WHAT YOU HAVE TO DO = After locating the line that contains "HttpRequest, data: web::Data<AppState>)" in the data below, set down exactly that line and each one after it through the line that contains "let mut result: Vec<Session>", and nothing more.

EXTRACTED INFORMATION =
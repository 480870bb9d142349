use actix_web::{web, HttpMessage, HttpRequest, HttpResponse, Responder};
use chrono::{DateTime, Utc};
use futures_util::StreamExt;
use log::{error, info};
use mongodb::bson::doc;
use serde::Deserialize;
use uuid::Uuid;

use crate::app_state::AppState;
use crate::models::session::{
    session_window, windows_overlap, Session, SessionStatus,
};
use crate::models::user::{Role, User};
use crate::notify::{send_email, Email};

#[derive(Debug, Deserialize)]
pub struct BookSessionRequest {
    pub mentor_id: String,
    pub start_time: DateTime<Utc>,
    pub topic: String,
}

/// A mentor with no declared availability takes any slot; a declared list
/// restricts booking to exactly those start instants.
pub fn slot_offered(availability: &[DateTime<Utc>], start: DateTime<Utc>) -> bool {
    availability.is_empty() || availability.contains(&start)
}

fn generate_meeting_link() -> String {
    format!("https://meet.mentorconnect.dev/{}", Uuid::new_v4())
}

/// POST /sessions
///
/// Check-then-insert: a narrow race between two concurrent requests for the
/// same slot is possible, matching the original service.
pub async fn book_session(
    req: HttpRequest,
    data: web::Data<AppState>,
    payload: web::Json<BookSessionRequest>,
) -> impl Responder {
    let mentee_id = match req.extensions().get::<String>() {
        Some(uid) => uid.clone(),
        None => {
            return HttpResponse::Unauthorized()
                .json(serde_json::json!({ "success": false, "message": "Unauthorized" }));
        }
    };
    if payload.topic.trim().is_empty() || payload.topic.len() > 200 {
        return HttpResponse::BadRequest()
            .json(serde_json::json!({ "success": false, "message": "Topic required" }));
    }

    let users = data.mongodb.db.collection::<User>("users");
    let mentor = match users.find_one(doc! { "user_id": &payload.mentor_id }).await {
        Ok(Some(u)) if u.role == Role::Mentor && u.is_approved && u.is_active => u,
        Ok(_) => {
            return HttpResponse::BadRequest().json(
                serde_json::json!({ "success": false, "message": "Invalid or unapproved mentor" }),
            );
        }
        Err(e) => {
            error!("Error fetching mentor: {}", e);
            return HttpResponse::InternalServerError()
                .json(serde_json::json!({ "success": false, "message": "Error booking session" }));
        }
    };

    let (start, end) = session_window(payload.start_time);

    if !slot_offered(&mentor.profile.availability, start) {
        return HttpResponse::BadRequest()
            .json(serde_json::json!({ "success": false, "message": "Slot not offered" }));
    }

    // Conflict scan over the mentor's scheduled sessions.
    let sessions = data.mongodb.db.collection::<Session>("sessions");
    let mut cursor = match sessions
        .find(doc! { "mentor_id": &payload.mentor_id, "status": "scheduled" })
        .await
    {
        Ok(c) => c,
        Err(e) => {
            error!("Error checking session conflicts: {}", e);
            return HttpResponse::InternalServerError()
                .json(serde_json::json!({ "success": false, "message": "Error booking session" }));
        }
    };
    while let Some(res) = cursor.next().await {
        match res {
            Ok(existing) => {
                if windows_overlap(existing.start_time, existing.end_time, start, end) {
                    return HttpResponse::BadRequest().json(
                        serde_json::json!({ "success": false, "message": "Time slot already booked" }),
                    );
                }
            }
            Err(e) => {
                error!("Cursor error while checking conflicts: {}", e);
                return HttpResponse::InternalServerError().json(
                    serde_json::json!({ "success": false, "message": "Error booking session" }),
                );
            }
        }
    }

    let new_session = Session {
        session_id: Uuid::new_v4().to_string(),
        mentee_id: mentee_id.clone(),
        mentor_id: payload.mentor_id.clone(),
        start_time: start,
        end_time: end,
        topic: payload.topic.trim().to_string(),
        meeting_link: generate_meeting_link(),
        status: SessionStatus::Scheduled,
        reviewed_by_mentee: false,
        reviewed_by_mentor: false,
        created_at: Utc::now(),
    };

    if let Err(e) = sessions.insert_one(&new_session).await {
        error!("Error inserting session: {}", e);
        return HttpResponse::InternalServerError()
            .json(serde_json::json!({ "success": false, "message": "Error booking session" }));
    }
    info!(
        "Session {} booked: mentee={} mentor={} start={}",
        new_session.session_id, mentee_id, payload.mentor_id, start
    );

    // Confirmation emails are best-effort; the booking stands even if they
    // never go out.
    let mentee_email = users
        .find_one(doc! { "user_id": &mentee_id })
        .await
        .ok()
        .flatten()
        .map(|u| u.email)
        .unwrap_or_default();
    send_email(
        &data.config.email_from,
        &Email {
            to: mentee_email,
            subject: "Session Confirmed!".to_string(),
            body: format!(
                "Your session with {} at {} is booked.\nTopic: {}\nJoin: {}",
                mentor.profile.full_name, start, new_session.topic, new_session.meeting_link
            ),
        },
    );
    send_email(
        &data.config.email_from,
        &Email {
            to: mentor.email,
            subject: "New Session Booking".to_string(),
            body: format!(
                "You have a new session at {}.\nTopic: {}",
                start, new_session.topic
            ),
        },
    );

    HttpResponse::Created().json(serde_json::json!({ "success": true, "session": new_session }))
}

/// GET /sessions — caller's sessions as mentee or mentor, newest first.
pub async fn get_user_sessions(req: HttpRequest, data: web::Data<AppState>) -> impl Responder {
    let current_user = match req.extensions().get::<String>() {
        Some(uid) => uid.clone(),
        None => {
            return HttpResponse::Unauthorized()
                .json(serde_json::json!({ "success": false, "message": "Unauthorized" }));
        }
    };

    let sessions = data.mongodb.db.collection::<Session>("sessions");
    let filter = doc! {
        "$or": [ { "mentee_id": &current_user }, { "mentor_id": &current_user } ],
    };
    let mut cursor = match sessions.find(filter).await {
        Ok(c) => c,
        Err(e) => {
            error!("Error fetching sessions: {}", e);
            return HttpResponse::InternalServerError()
                .json(serde_json::json!({ "success": false, "message": "Error fetching sessions" }));
        }
    };

    let mut result: Vec<Session> = Vec::new();
    while let Some(res) = cursor.next().await {
        match res {
            Ok(session) => result.push(session),
            Err(e) => {
                error!("Cursor error while fetching sessions: {}", e);
                return HttpResponse::InternalServerError().json(
                    serde_json::json!({ "success": false, "message": "Error reading sessions" }),
                );
            }
        }
    }
    result.sort_by(|a, b| b.start_time.cmp(&a.start_time));

    HttpResponse::Ok().json(serde_json::json!({ "success": true, "sessions": result }))
}

/// GET /sessions/{id} — participants only.
pub async fn get_session(
    req: HttpRequest,
    data: web::Data<AppState>,
    path: web::Path<String>,
) -> impl Responder {
    let current_user = match req.extensions().get::<String>() {
        Some(uid) => uid.clone(),
        None => {
            return HttpResponse::Unauthorized()
                .json(serde_json::json!({ "success": false, "message": "Unauthorized" }));
        }
    };
    let session_id = path.into_inner();

    let sessions = data.mongodb.db.collection::<Session>("sessions");
    match sessions.find_one(doc! { "session_id": &session_id }).await {
        Ok(Some(session)) => {
            if !session.is_participant(&current_user) {
                return HttpResponse::Forbidden()
                    .json(serde_json::json!({ "success": false, "message": "Not authorized" }));
            }
            HttpResponse::Ok().json(serde_json::json!({ "success": true, "session": session }))
        }
        Ok(None) => HttpResponse::NotFound()
            .json(serde_json::json!({ "success": false, "message": "Session not found" })),
        Err(e) => {
            error!("Error fetching session {}: {}", session_id, e);
            HttpResponse::InternalServerError()
                .json(serde_json::json!({ "success": false, "message": "Error fetching session" }))
        }
    }
}

async fn transition_session(
    req: HttpRequest,
    data: web::Data<AppState>,
    session_id: String,
    target: SessionStatus,
) -> HttpResponse {
    let current_user = match req.extensions().get::<String>() {
        Some(uid) => uid.clone(),
        None => {
            return HttpResponse::Unauthorized()
                .json(serde_json::json!({ "success": false, "message": "Unauthorized" }));
        }
    };

    let sessions = data.mongodb.db.collection::<Session>("sessions");
    let session = match sessions.find_one(doc! { "session_id": &session_id }).await {
        Ok(Some(s)) => s,
        Ok(None) => {
            return HttpResponse::NotFound()
                .json(serde_json::json!({ "success": false, "message": "Session not found" }));
        }
        Err(e) => {
            error!("Error fetching session {}: {}", session_id, e);
            return HttpResponse::InternalServerError()
                .json(serde_json::json!({ "success": false, "message": "Error updating session" }));
        }
    };

    if !session.is_participant(&current_user) {
        return HttpResponse::Forbidden()
            .json(serde_json::json!({ "success": false, "message": "Not authorized" }));
    }
    if !session.status.can_transition() {
        return HttpResponse::BadRequest()
            .json(serde_json::json!({ "success": false, "message": "Invalid session" }));
    }

    let status = match target {
        SessionStatus::Completed => "completed",
        SessionStatus::Cancelled => "cancelled",
        SessionStatus::Scheduled => {
            return HttpResponse::BadRequest()
                .json(serde_json::json!({ "success": false, "message": "Invalid session" }));
        }
    };
    match sessions
        .update_one(
            doc! { "session_id": &session_id },
            doc! { "$set": { "status": status } },
        )
        .await
    {
        Ok(_) => {
            info!("Session {} marked {}", session_id, status);
            HttpResponse::Ok().json(
                serde_json::json!({ "success": true, "message": format!("Session marked as {}", status) }),
            )
        }
        Err(e) => {
            error!("Error updating session {}: {}", session_id, e);
            HttpResponse::InternalServerError()
                .json(serde_json::json!({ "success": false, "message": "Error updating session" }))
        }
    }
}

/// POST /sessions/{id}/complete
pub async fn complete_session(
    req: HttpRequest,
    data: web::Data<AppState>,
    path: web::Path<String>,
) -> impl Responder {
    transition_session(req, data, path.into_inner(), SessionStatus::Completed).await
}

/// POST /sessions/{id}/cancel
///
/// Soft cancel: the record is retained with a terminal status.
pub async fn cancel_session(
    req: HttpRequest,
    data: web::Data<AppState>,
    path: web::Path<String>,
) -> impl Responder {
    transition_session(req, data, path.into_inner(), SessionStatus::Cancelled).await
}

#[cfg(test)]
mod tests {
    use super::*;
    use chrono::TimeZone;

    fn at(hour: u32) -> DateTime<Utc> {
        Utc.with_ymd_and_hms(2025, 6, 1, hour, 0, 0).unwrap()
    }

    #[test]
    fn empty_availability_accepts_any_slot() {
        assert!(slot_offered(&[], at(10)));
    }

    #[test]
    fn declared_availability_restricts_slots() {
        let offered = vec![at(9), at(14)];
        assert!(slot_offered(&offered, at(9)));
        assert!(slot_offered(&offered, at(14)));
        assert!(!slot_offered(&offered, at(10)));
    }

    #[test]
    fn meeting_links_are_unique() {
        assert_ne!(generate_meeting_link(), generate_meeting_link());
    }
}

ANSWER BOX =
pub async fn get_user_sessions(req: HttpRequest, data: web::Data<AppState>) -> impl Responder {
    let current_user = match req.extensions().get::<String>() {
        Some(uid) => uid.clone(),
        None => {
            return HttpResponse::Unauthorized()
                .json(serde_json::json!({ "success": false, "message": "Unauthorized" }));
        }
    };

    let sessions = data.mongodb.db.collection::<Session>("sessions");
    let filter = doc! {
        "$or": [ { "mentee_id": &current_user }, { "mentor_id": &current_user } ],
    };
    let mut cursor = match sessions.find(filter).await {
        Ok(c) => c,
        Err(e) => {
            error!("Error fetching sessions: {}", e);
            return HttpResponse::InternalServerError()
                .json(serde_json::json!({ "success": false, "message": "Error fetching sessions" }));
        }
    };

    let mut result: Vec<Session> = Vec::new();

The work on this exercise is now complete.